The notion of a bank funded with government dollars to support carbon-reducing projects may be as foreign as the concept of joint private-government partnerships. But both are growing models for raising money, funding green projects and meeting state goals of encouraging renewable energy.
Although not everyone agrees, it will take some public money to de-carbonize the U.S. economy, Reed Hundt, said today during a teleconference sponsored by an American Bar Association committee within ABA’s Environment, Energy and Resources Section.
Hundt, a Yale Law School graduate and previous Chairman of the Federal Communication Commission, founded and now runs the Coalition for Green Capital, a non-profit group located in Washington, D.C., that advocates throughout the U.S. and abroad for the creation of green banks.
It will take approximate $200 billion for the U.S. to “de-carbonize” its economy, Hundt said today. Green banks leverage public money to create combined public-private funding for a variety of green projects.
Connecticut, which started the first state green bank in 2011, has used its green bank to expand local rooftop solar energy. The state has managed to increase renewable energy and lower statewide electricity prices, Hundt said. According to Hundt, Connecticut’s green-bank funding relies on only one dollar of public money for every ten dollars of private money.
Hundt’s Coalition for Green Capital is a collection of businesses, investors and attorneys. The group seeks state partners, and once it finds them, it lays the groundwork to create a state green bank by analyzing legislation, policies and state energy markets.

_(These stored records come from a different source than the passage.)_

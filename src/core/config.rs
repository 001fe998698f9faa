/*!
 * Library Configuration
 *
 * Runtime configuration threaded explicitly through world initialization:
 * PE count, partition size, thread level, lock-owner policy, put delivery
 * mode, and spin behavior. Loadable from `SHMEM_*` environment variables
 * or JSON.
 */

use super::errors::ShmemError;
use super::types::{ShmemResult, MAX_PES, SLOT_BYTES};
use serde::{Deserialize, Serialize};
use std::path::Path;
use std::str::FromStr;

/// Thread-safety level requested at initialization
#[derive(Debug, Clone, Copy, PartialEq, Eq, Serialize, Deserialize, Default)]
#[serde(rename_all = "snake_case")]
pub enum ThreadLevel {
    /// One thread per PE
    #[default]
    Single,
    /// Many threads, only the main thread calls into the library
    Funneled,
    /// Many threads, calls serialized by the application
    Serialized,
    /// Many threads calling concurrently; the library serializes state changes
    Multiple,
}

impl ThreadLevel {
    /// Whether state-mutating entry points must take the process-wide guard
    pub const fn requires_serialization(self) -> bool {
        matches!(self, ThreadLevel::Multiple)
    }
}

impl FromStr for ThreadLevel {
    type Err = ShmemError;

    fn from_str(s: &str) -> Result<Self, Self::Err> {
        match s.trim().to_ascii_lowercase().as_str() {
            "single" => Ok(Self::Single),
            "funneled" => Ok(Self::Funneled),
            "serialized" => Ok(Self::Serialized),
            "multiple" => Ok(Self::Multiple),
            other => Err(ShmemError::InvalidConfig(format!(
                "unknown thread level '{other}'"
            ))),
        }
    }
}

/// How the owner PE of a lock word is chosen
#[derive(Debug, Clone, Copy, PartialEq, Eq, Serialize, Deserialize, Default)]
#[serde(rename_all = "snake_case")]
pub enum LockOwnerPolicy {
    /// Every PE uses identical aligned addresses; spread owners by address hash
    #[default]
    Hashed,
    /// Addresses may differ across PEs; the highest-numbered PE owns every lock
    HighestPe,
}

impl FromStr for LockOwnerPolicy {
    type Err = ShmemError;

    fn from_str(s: &str) -> Result<Self, Self::Err> {
        match s.trim().to_ascii_lowercase().as_str() {
            "hashed" | "aligned" => Ok(Self::Hashed),
            "highest" | "highest_pe" | "unaligned" => Ok(Self::HighestPe),
            other => Err(ShmemError::InvalidConfig(format!(
                "unknown lock owner policy '{other}'"
            ))),
        }
    }
}

/// When elemental puts become visible at the target
#[derive(Debug, Clone, Copy, PartialEq, Eq, Serialize, Deserialize, Default)]
#[serde(rename_all = "snake_case")]
pub enum DeliveryMode {
    /// Applied when issued
    Eager,
    /// Buffered per (PE, context) until quiet or progress flushes them
    #[default]
    Deferred,
}

impl FromStr for DeliveryMode {
    type Err = ShmemError;

    fn from_str(s: &str) -> Result<Self, Self::Err> {
        match s.trim().to_ascii_lowercase().as_str() {
            "eager" => Ok(Self::Eager),
            "deferred" => Ok(Self::Deferred),
            other => Err(ShmemError::InvalidConfig(format!(
                "unknown delivery mode '{other}'"
            ))),
        }
    }
}

/// Spin-wait behavior for the progress-polling loops
#[derive(Debug, Clone, Copy, PartialEq, Eq, Serialize, Deserialize)]
#[serde(default)]
pub struct SpinConfig {
    /// Yield the OS thread every N polls
    pub yield_interval: u32,
}

impl Default for SpinConfig {
    fn default() -> Self {
        Self { yield_interval: 64 }
    }
}

impl SpinConfig {
    /// Configuration for dedicated cores: yield rarely
    pub const fn low_latency() -> Self {
        Self {
            yield_interval: 4096,
        }
    }

    /// Configuration for oversubscribed hosts: yield on every poll
    pub const fn oversubscribed() -> Self {
        Self { yield_interval: 1 }
    }
}

/// Library configuration
#[derive(Debug, Clone, PartialEq, Eq, Serialize, Deserialize)]
#[serde(default)]
pub struct ShmemConfig {
    pub n_pes: usize,
    /// Bytes in each PE's symmetric partition
    pub symmetric_size: usize,
    pub thread_level: ThreadLevel,
    pub lock_owner: LockOwnerPolicy,
    pub delivery: DeliveryMode,
    pub spin: SpinConfig,
    /// Upper bound on live user contexts per PE
    pub max_contexts: usize,
}

impl Default for ShmemConfig {
    fn default() -> Self {
        Self {
            n_pes: 1,
            symmetric_size: 1024 * 1024,
            thread_level: ThreadLevel::default(),
            lock_owner: LockOwnerPolicy::default(),
            delivery: DeliveryMode::default(),
            spin: SpinConfig::default(),
            max_contexts: 64,
        }
    }
}

impl ShmemConfig {
    pub fn new(n_pes: usize) -> Self {
        Self {
            n_pes,
            ..Default::default()
        }
    }

    pub fn with_symmetric_size(mut self, bytes: usize) -> Self {
        self.symmetric_size = bytes;
        self
    }

    pub fn with_thread_level(mut self, level: ThreadLevel) -> Self {
        self.thread_level = level;
        self
    }

    pub fn with_lock_owner(mut self, policy: LockOwnerPolicy) -> Self {
        self.lock_owner = policy;
        self
    }

    pub fn with_delivery(mut self, delivery: DeliveryMode) -> Self {
        self.delivery = delivery;
        self
    }

    pub fn with_spin(mut self, spin: SpinConfig) -> Self {
        self.spin = spin;
        self
    }

    pub fn with_max_contexts(mut self, max: usize) -> Self {
        self.max_contexts = max;
        self
    }

    /// Load from `SHMEM_*` environment variables on top of the defaults
    pub fn from_env() -> ShmemResult<Self> {
        Self::from_lookup(|key| std::env::var(key).ok())
    }

    /// Load using an arbitrary variable lookup (environment, test maps)
    pub fn from_lookup<F>(lookup: F) -> ShmemResult<Self>
    where
        F: Fn(&str) -> Option<String>,
    {
        let mut config = Self::default();

        if let Some(v) = lookup("SHMEM_NPES") {
            config.n_pes = parse_number("SHMEM_NPES", &v)?;
        }
        if let Some(v) = lookup("SHMEM_SYMMETRIC_SIZE") {
            config.symmetric_size = parse_size(&v)?;
        }
        if let Some(v) = lookup("SHMEM_THREAD_LEVEL") {
            config.thread_level = v.parse()?;
        }
        if let Some(v) = lookup("SHMEM_LOCK_OWNER") {
            config.lock_owner = v.parse()?;
        }
        if let Some(v) = lookup("SHMEM_DELIVERY") {
            config.delivery = v.parse()?;
        }
        if let Some(v) = lookup("SHMEM_SPIN_YIELD") {
            config.spin.yield_interval = parse_number("SHMEM_SPIN_YIELD", &v)?;
        }
        if let Some(v) = lookup("SHMEM_MAX_CONTEXTS") {
            config.max_contexts = parse_number("SHMEM_MAX_CONTEXTS", &v)?;
        }

        config.validate()?;
        Ok(config)
    }

    pub fn from_json(json: &str) -> ShmemResult<Self> {
        let config: Self = serde_json::from_str(json)
            .map_err(|e| ShmemError::InvalidConfig(format!("malformed JSON: {e}")))?;
        config.validate()?;
        Ok(config)
    }

    pub fn from_json_file(path: impl AsRef<Path>) -> ShmemResult<Self> {
        let path = path.as_ref();
        let json = std::fs::read_to_string(path).map_err(|e| {
            ShmemError::InvalidConfig(format!("cannot read {}: {e}", path.display()))
        })?;
        Self::from_json(&json)
    }

    pub fn validate(&self) -> ShmemResult<()> {
        if self.n_pes == 0 || self.n_pes > MAX_PES {
            return Err(ShmemError::InvalidConfig(format!(
                "n_pes must be between 1 and {MAX_PES}, got {}",
                self.n_pes
            )));
        }
        if self.symmetric_size == 0 || self.symmetric_size % SLOT_BYTES != 0 {
            return Err(ShmemError::InvalidConfig(format!(
                "symmetric_size must be a non-zero multiple of {SLOT_BYTES}, got {}",
                self.symmetric_size
            )));
        }
        if self.spin.yield_interval == 0 {
            return Err(ShmemError::InvalidConfig(
                "spin.yield_interval must be non-zero".to_string(),
            ));
        }
        if self.max_contexts == 0 {
            return Err(ShmemError::InvalidConfig(
                "max_contexts must be non-zero".to_string(),
            ));
        }
        Ok(())
    }
}

fn parse_number<T: FromStr>(key: &str, value: &str) -> ShmemResult<T> {
    value
        .trim()
        .parse()
        .map_err(|_| ShmemError::InvalidConfig(format!("{key}: '{value}' is not a number")))
}

/// Parse a byte size with an optional K/M/G suffix (powers of 1024)
fn parse_size(value: &str) -> ShmemResult<usize> {
    let trimmed = value.trim();
    let (digits, multiplier) = match trimmed.chars().last().map(|c| c.to_ascii_uppercase()) {
        Some('K') => (&trimmed[..trimmed.len() - 1], 1usize << 10),
        Some('M') => (&trimmed[..trimmed.len() - 1], 1usize << 20),
        Some('G') => (&trimmed[..trimmed.len() - 1], 1usize << 30),
        _ => (trimmed, 1),
    };
    let base: usize = parse_number("SHMEM_SYMMETRIC_SIZE", digits)?;
    base.checked_mul(multiplier).ok_or_else(|| {
        ShmemError::InvalidConfig(format!("SHMEM_SYMMETRIC_SIZE: '{value}' overflows"))
    })
}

“Not every state likes to call it a green bank,” Hundt said. But Calif., Conn., N.Y., N.J. and Hawaii have created green-bank-type specialized funding vehicles to support green infrastructure.
The Coalition for Green Capital also is engaged at some level in creating green banks in Del., Md., Minn., Nev., Ohio and Vt.

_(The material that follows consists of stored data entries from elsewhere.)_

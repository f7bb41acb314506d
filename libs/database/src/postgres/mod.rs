//! PostgreSQL connector, migrations and health check.

mod config;
mod connector;
mod health;

pub use config::PostgresConfig;
pub use connector::{connect_from_config_with_retry, run_migrations};
pub use health::check_health;

pub use sea_orm::{ConnectOptions, DatabaseConnection, DbErr};
pub use sea_orm_migration::MigratorTrait;
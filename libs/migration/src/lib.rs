pub use sea_orm_migration::prelude::*;

mod m20250301_000000_create_users;

pub struct Migrator;

#[async_trait::async_trait]
impl MigratorTrait for Migrator {
    fn migrations() -> Vec<Box<dyn MigrationTrait>> {
        vec![Box::new(m20250301_000000_create_users::Migration)]
    }
}
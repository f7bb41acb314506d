use crate::{env_or_default, env_parse, ConfigError, FromEnv};
use std::net::Ipv4Addr;

/// Listener configuration for the HTTP server
#[derive(Clone, Debug)]
pub struct ServerConfig {
    pub host: String,
    pub port: u16,
}

impl ServerConfig {
    pub fn new(host: String, port: u16) -> Self {
        Self { host, port }
    }

    /// Get the server address as "host:port"
    pub fn address(&self) -> String {
        format!("{}:{}", self.host, self.port)
    }
}

impl FromEnv for ServerConfig {
    /// Reads from environment variables with defaults:
    /// - HOST: 0.0.0.0
    /// - PORT: 8080
    fn from_env() -> Result<Self, ConfigError> {
        let host = env_or_default("HOST", &Ipv4Addr::UNSPECIFIED.to_string());
        let port = env_parse("PORT", "8080")?;

        Ok(Self { host, port })
    }
}

impl Default for ServerConfig {
    fn default() -> Self {
        Self {
            host: Ipv4Addr::UNSPECIFIED.to_string(),
            port: 8080,
        }
    }
}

In Maryland, for example, “Brian Frosh, candidate for Attorney General, introduced a green bank study bill and passed it in the spring,” Hundt said. “[E]veryone is waiting for the results of the election to see if that piece of legislation will lead to the creation of a green bank.”
Talk of a federal green bank has thus far gained no traction.
The U.S. has no comprehensive national energy policy, although some argue the collection of federal laws and agency policies together provides the equivalent.
Thus far, the U.S. Congress has fallen far short of providing predictability and certainty to renewable energy markets.
“All the states would really like it if the federal government’s tax policies in clean energy were the same and predictable over many, many years into the future.” Hundt said.
Hundt’s program materials are available on the ABA’s website, as is an explanation of joint public-private partnerships and their growing use in funding renewable energy, energy efficiency, water infrastructure and other projects that reduce carbon emissions and promote sustainability.